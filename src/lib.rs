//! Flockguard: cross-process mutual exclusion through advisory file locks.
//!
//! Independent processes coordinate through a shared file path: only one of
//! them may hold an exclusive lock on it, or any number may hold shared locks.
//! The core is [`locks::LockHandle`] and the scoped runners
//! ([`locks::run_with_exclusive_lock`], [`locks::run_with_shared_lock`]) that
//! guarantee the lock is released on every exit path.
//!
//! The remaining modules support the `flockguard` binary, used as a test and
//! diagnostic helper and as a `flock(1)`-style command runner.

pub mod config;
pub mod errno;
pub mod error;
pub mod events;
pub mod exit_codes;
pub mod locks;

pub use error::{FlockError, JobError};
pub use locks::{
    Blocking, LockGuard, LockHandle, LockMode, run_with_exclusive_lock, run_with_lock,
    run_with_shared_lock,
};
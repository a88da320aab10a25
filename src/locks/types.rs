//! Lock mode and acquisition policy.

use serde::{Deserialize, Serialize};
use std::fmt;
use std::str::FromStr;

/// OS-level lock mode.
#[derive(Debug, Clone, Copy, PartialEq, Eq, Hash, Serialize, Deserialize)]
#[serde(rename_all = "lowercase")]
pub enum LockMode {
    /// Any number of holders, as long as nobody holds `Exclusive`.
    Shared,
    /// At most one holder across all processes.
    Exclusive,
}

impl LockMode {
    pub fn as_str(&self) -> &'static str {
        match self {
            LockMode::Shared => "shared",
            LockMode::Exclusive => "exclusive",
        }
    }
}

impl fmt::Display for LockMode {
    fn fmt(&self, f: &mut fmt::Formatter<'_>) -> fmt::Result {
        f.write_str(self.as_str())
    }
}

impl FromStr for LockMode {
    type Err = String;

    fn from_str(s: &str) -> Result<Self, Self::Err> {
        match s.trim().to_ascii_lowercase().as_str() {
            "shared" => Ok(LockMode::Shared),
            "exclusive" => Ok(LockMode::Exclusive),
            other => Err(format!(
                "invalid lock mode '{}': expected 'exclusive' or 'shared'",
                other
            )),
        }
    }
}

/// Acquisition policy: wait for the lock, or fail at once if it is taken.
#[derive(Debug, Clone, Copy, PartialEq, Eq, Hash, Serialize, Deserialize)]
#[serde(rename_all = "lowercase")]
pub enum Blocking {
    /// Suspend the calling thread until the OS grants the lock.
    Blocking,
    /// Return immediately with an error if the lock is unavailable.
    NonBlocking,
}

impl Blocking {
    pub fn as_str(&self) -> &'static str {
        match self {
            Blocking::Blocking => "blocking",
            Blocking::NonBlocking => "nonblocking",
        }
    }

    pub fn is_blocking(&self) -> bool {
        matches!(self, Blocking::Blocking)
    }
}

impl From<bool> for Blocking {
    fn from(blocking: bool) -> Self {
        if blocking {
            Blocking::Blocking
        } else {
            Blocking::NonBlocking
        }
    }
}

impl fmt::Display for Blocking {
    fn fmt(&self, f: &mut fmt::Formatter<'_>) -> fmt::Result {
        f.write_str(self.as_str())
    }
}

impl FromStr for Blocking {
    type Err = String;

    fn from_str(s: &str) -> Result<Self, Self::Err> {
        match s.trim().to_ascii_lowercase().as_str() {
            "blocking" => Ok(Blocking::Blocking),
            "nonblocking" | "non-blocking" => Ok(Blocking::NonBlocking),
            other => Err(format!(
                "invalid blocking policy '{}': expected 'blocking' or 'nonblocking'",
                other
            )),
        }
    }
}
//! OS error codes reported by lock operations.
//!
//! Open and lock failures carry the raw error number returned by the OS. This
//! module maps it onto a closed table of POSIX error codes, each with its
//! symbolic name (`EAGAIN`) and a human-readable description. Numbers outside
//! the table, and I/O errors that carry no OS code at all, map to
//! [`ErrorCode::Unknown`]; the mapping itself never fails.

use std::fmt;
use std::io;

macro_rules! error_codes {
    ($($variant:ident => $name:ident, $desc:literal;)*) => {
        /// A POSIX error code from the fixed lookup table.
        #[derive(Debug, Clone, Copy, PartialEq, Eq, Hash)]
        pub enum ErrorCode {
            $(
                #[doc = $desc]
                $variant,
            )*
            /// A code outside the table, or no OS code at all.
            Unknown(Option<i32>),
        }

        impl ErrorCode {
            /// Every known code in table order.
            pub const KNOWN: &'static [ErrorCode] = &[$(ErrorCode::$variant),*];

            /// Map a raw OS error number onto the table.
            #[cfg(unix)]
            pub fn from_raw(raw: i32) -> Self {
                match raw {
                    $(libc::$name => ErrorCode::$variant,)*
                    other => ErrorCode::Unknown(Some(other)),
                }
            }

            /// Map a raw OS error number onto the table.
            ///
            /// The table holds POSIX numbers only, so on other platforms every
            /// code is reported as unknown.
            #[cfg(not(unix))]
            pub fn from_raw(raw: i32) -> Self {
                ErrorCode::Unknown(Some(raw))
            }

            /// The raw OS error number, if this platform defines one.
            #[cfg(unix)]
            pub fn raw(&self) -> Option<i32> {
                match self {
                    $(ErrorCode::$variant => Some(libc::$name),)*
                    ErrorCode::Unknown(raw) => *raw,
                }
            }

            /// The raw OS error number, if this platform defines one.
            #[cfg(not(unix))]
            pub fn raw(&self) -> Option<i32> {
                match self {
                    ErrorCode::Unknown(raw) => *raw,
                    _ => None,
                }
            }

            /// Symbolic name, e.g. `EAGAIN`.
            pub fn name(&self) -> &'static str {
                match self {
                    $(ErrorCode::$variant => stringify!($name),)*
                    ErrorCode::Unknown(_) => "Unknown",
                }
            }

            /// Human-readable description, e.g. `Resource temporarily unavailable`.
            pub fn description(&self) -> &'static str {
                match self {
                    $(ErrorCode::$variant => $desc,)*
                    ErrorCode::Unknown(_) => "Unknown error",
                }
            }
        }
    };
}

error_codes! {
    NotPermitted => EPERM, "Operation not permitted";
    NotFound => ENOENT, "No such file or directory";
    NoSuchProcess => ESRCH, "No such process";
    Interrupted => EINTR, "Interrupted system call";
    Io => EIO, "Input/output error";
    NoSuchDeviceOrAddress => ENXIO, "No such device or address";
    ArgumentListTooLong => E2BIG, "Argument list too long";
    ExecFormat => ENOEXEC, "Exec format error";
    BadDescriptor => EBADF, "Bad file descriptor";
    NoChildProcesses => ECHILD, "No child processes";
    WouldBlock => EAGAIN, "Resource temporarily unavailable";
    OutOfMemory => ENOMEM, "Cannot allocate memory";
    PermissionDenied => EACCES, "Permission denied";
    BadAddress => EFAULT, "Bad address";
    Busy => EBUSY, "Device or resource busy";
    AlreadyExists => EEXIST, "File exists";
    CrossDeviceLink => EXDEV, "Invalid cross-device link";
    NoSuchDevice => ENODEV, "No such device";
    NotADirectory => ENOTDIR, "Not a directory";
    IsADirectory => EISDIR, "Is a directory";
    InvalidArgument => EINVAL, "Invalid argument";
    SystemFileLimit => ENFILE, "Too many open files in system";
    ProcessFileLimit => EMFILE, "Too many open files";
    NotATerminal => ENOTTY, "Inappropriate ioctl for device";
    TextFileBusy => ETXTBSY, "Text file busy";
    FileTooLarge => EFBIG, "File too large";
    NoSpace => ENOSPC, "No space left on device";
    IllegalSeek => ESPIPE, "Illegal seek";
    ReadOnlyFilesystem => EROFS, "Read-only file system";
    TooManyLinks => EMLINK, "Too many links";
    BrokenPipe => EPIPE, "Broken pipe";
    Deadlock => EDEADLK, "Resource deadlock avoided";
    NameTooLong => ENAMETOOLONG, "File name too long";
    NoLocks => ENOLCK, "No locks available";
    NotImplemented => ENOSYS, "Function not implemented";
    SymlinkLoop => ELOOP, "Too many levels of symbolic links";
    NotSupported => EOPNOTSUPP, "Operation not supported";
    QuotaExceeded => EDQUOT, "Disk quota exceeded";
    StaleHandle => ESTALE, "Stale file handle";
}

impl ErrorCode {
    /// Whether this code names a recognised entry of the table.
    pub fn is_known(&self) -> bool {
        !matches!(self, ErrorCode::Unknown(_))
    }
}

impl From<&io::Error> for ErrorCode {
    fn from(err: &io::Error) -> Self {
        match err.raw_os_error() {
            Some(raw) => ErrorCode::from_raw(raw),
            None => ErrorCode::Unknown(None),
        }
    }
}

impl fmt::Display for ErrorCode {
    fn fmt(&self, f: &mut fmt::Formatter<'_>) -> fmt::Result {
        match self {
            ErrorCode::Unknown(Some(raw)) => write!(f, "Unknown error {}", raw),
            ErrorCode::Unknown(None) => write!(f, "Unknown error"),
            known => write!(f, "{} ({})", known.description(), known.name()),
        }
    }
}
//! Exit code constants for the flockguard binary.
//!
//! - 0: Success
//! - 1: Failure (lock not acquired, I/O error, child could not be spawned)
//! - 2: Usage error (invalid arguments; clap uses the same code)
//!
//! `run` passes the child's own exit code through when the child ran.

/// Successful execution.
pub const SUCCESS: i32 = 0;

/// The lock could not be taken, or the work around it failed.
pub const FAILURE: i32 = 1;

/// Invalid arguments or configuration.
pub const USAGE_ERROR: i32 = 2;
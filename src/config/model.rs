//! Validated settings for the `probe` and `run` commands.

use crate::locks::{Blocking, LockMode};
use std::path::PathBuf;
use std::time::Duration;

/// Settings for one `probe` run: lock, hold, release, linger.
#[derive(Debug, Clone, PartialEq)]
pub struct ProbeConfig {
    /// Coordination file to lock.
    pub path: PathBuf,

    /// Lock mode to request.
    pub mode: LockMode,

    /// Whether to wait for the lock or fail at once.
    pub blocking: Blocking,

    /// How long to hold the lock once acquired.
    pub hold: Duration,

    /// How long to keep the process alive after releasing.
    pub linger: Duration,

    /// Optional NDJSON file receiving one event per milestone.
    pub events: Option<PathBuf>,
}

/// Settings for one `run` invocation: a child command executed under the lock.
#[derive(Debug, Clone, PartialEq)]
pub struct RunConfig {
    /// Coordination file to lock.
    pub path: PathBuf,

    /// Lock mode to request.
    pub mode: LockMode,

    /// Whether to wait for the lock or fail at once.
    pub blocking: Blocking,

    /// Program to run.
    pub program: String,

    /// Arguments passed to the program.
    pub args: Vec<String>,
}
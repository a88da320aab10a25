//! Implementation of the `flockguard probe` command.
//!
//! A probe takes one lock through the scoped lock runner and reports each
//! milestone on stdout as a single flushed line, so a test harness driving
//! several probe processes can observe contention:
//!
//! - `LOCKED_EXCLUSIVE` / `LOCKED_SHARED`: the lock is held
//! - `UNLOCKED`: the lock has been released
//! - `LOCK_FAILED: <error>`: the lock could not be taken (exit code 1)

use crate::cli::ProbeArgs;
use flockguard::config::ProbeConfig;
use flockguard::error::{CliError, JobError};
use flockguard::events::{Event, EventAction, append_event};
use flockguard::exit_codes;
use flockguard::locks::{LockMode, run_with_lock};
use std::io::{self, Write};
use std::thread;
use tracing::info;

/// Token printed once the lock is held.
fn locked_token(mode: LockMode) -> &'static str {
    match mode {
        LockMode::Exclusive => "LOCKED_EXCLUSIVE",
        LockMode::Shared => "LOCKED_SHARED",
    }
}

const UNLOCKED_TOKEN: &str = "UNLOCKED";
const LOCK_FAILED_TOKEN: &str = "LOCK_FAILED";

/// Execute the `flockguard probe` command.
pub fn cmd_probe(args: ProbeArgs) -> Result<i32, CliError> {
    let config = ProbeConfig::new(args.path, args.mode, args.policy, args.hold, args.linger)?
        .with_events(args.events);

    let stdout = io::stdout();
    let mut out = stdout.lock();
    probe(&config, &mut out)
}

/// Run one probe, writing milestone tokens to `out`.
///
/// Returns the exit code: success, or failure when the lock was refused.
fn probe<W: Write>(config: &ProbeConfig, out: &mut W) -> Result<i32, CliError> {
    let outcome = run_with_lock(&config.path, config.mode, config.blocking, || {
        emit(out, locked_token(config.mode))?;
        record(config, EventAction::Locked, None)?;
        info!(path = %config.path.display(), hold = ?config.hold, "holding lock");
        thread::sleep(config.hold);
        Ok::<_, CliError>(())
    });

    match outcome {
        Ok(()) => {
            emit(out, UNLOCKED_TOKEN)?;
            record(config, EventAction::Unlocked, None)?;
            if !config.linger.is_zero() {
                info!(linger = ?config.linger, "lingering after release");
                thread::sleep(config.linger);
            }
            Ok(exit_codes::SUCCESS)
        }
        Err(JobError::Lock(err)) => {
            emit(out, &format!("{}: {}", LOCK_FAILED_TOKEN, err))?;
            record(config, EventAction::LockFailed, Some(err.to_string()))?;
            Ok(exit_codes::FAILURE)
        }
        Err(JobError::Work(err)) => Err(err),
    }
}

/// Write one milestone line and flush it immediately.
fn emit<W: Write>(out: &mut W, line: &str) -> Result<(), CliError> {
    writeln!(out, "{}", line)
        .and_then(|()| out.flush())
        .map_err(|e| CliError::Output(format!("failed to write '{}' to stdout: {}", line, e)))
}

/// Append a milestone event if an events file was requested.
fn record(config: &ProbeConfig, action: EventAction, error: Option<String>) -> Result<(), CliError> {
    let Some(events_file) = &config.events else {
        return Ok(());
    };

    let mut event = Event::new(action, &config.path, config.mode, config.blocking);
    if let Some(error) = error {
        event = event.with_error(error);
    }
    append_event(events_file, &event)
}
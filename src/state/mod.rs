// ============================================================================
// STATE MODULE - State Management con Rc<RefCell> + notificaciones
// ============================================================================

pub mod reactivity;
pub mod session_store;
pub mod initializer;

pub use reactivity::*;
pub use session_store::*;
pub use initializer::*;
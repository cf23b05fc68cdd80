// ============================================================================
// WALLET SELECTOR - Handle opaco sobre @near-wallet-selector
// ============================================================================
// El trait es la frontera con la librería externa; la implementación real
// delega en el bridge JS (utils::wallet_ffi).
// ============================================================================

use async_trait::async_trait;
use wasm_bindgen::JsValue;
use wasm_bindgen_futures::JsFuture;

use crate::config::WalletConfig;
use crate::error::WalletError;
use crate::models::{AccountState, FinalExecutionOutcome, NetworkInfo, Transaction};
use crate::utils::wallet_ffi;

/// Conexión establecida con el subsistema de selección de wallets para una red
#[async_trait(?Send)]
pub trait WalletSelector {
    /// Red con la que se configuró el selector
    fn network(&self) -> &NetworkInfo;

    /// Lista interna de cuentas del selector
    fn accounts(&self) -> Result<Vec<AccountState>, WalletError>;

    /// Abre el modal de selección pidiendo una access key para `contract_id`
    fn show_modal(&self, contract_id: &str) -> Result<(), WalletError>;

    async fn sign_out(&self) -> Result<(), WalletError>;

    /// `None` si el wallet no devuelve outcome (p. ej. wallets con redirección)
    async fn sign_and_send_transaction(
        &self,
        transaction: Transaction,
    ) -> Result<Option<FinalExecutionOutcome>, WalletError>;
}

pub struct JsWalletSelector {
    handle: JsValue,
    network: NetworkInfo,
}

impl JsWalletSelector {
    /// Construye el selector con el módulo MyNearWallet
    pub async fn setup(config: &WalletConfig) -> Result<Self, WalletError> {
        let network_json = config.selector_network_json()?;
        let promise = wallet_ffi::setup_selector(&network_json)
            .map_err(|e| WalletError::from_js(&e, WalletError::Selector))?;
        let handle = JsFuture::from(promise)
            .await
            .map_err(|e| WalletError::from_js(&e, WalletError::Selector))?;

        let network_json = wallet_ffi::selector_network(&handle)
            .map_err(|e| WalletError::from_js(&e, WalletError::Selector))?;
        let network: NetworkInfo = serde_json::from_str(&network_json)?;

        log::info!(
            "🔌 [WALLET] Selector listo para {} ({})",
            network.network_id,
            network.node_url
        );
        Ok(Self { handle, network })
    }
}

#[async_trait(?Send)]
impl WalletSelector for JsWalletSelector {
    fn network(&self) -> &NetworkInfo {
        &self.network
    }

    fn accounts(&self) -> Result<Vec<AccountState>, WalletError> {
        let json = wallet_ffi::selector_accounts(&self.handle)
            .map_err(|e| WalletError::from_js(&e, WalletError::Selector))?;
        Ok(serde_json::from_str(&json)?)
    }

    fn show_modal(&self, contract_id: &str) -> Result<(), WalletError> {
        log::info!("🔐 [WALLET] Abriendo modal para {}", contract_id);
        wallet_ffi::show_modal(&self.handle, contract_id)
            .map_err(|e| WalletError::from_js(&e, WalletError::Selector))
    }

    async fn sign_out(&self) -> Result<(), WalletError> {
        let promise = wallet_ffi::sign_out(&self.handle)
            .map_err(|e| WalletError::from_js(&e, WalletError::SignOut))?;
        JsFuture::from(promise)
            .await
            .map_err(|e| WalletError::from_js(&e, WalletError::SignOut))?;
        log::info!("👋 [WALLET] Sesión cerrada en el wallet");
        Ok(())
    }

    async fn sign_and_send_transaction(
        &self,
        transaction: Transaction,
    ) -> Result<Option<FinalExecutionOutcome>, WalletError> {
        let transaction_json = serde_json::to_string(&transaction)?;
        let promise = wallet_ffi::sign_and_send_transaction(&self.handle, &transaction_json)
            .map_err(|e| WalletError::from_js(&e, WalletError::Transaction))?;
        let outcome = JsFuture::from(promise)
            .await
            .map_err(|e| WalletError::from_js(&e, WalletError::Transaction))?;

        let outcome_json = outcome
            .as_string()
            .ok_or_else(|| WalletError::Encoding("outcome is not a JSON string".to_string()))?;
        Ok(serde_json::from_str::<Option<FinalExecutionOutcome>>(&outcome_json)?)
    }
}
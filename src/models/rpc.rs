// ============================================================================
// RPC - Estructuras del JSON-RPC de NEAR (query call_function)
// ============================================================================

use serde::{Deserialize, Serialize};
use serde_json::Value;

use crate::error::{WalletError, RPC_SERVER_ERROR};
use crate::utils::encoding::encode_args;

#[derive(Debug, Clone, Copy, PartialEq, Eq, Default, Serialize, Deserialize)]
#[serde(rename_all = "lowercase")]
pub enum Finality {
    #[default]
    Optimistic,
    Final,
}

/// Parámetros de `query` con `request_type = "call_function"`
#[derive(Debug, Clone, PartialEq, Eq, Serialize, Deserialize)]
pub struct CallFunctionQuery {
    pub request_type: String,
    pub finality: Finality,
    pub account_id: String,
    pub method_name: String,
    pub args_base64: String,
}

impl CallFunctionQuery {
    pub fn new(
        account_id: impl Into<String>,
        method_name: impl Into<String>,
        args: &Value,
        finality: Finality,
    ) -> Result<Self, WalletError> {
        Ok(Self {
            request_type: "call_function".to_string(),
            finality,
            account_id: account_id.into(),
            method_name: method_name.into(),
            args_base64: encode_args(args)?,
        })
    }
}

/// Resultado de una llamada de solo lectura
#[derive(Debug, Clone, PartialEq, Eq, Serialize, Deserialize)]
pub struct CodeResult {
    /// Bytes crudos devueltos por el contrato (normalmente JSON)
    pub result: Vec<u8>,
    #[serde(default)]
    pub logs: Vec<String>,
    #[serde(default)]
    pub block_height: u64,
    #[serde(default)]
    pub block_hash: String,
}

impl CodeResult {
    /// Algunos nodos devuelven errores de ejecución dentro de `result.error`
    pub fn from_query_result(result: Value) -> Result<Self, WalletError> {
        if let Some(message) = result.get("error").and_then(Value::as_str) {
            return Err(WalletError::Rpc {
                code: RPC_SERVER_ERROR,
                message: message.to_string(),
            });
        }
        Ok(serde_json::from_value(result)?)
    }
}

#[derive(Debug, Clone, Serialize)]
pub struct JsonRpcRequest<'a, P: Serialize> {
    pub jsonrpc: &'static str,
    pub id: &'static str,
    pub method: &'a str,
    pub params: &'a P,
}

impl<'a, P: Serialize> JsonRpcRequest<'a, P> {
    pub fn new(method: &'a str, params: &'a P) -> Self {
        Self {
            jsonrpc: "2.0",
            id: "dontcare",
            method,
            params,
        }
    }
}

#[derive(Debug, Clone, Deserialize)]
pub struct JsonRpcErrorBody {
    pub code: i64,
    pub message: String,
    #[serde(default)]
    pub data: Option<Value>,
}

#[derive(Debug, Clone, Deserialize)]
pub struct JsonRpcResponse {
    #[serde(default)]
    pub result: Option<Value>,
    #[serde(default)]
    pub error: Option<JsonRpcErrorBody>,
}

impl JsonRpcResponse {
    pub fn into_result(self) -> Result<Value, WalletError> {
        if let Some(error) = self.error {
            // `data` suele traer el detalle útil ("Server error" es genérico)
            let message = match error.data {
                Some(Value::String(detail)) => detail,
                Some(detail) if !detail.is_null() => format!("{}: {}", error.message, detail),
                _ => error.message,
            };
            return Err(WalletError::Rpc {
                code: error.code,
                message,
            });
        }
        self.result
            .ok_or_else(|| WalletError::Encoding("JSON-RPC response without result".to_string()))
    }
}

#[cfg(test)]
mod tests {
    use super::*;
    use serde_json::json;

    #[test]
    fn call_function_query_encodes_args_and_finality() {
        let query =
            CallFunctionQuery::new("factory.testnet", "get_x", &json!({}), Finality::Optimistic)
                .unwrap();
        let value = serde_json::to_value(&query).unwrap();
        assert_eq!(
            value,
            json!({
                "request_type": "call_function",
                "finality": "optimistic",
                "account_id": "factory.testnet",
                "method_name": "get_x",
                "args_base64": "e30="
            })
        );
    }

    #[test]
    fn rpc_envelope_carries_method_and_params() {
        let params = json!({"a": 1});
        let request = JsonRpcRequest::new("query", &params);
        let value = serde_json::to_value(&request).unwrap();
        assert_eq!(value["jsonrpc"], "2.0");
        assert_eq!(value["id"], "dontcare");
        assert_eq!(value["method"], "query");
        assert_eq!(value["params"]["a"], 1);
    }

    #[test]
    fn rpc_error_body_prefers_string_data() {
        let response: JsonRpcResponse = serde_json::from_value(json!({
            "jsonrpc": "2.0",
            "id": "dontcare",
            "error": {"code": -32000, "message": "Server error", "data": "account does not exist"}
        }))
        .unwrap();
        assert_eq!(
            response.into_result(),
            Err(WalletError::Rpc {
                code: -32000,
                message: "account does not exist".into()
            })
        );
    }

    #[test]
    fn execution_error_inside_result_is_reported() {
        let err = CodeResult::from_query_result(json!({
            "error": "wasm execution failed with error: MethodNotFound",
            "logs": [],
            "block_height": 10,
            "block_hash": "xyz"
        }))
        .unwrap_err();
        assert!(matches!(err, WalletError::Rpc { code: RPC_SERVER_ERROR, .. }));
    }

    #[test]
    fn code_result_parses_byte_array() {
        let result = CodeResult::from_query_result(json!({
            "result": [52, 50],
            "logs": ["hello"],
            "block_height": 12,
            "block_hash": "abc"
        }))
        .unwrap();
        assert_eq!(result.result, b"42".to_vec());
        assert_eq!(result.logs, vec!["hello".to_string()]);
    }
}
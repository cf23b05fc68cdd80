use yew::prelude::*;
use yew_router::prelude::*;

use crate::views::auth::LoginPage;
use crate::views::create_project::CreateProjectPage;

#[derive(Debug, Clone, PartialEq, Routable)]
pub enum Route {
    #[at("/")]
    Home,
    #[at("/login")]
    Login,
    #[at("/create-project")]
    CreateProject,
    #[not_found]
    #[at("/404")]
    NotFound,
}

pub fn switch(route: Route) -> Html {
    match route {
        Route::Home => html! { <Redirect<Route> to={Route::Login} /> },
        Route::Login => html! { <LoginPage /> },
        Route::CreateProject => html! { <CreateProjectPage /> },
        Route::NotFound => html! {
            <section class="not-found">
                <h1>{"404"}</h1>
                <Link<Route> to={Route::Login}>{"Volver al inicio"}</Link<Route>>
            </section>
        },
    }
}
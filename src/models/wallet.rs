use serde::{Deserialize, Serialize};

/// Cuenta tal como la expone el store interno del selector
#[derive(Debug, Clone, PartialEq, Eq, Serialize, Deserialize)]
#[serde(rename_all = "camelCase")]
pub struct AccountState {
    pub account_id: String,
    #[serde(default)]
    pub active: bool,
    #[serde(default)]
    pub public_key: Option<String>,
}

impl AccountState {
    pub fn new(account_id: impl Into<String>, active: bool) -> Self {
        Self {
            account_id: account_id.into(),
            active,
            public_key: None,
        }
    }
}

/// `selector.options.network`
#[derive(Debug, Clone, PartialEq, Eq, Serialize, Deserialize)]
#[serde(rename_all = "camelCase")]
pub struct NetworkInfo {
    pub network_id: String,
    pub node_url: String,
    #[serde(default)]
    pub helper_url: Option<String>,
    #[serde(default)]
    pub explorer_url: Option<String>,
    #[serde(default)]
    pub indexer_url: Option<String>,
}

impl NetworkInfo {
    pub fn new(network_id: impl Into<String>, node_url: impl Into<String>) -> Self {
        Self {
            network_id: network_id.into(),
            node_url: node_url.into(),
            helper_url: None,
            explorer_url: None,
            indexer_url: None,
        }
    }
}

**WORK INSTRUCTION:** What you give back must match the material exactly, beginning with its first line and ending with the line holding "and acquisition policy.".

**SOLUTION:**
filename src/lib.rs
//! Flockguard: cross-process mutual exclusion through advisory file locks.
//!
//! Independent processes coordinate through a shared file path: only one of
//! them may hold an exclusive lock on it, or any number may hold shared locks.
//! The core is [`locks::LockHandle`] and the scoped runners
//! ([`locks::run_with_exclusive_lock`], [`locks::run_with_shared_lock`]) that
//! guarantee the lock is released on every exit path.
//!
//! The remaining modules support the `flockguard` binary, used as a test and
//! diagnostic helper and as a `flock(1)`-style command runner.

pub mod config;
pub mod errno;
pub mod error;
pub mod events;
pub mod exit_codes;
pub mod locks;

pub use error::{FlockError, JobError};
pub use locks::{
    Blocking, LockGuard, LockHandle, LockMode, run_with_exclusive_lock, run_with_lock,
    run_with_shared_lock,
};
repository a88da320aab10a25
filename src/locks/types.rs
//! Lock mode and acquisition policy.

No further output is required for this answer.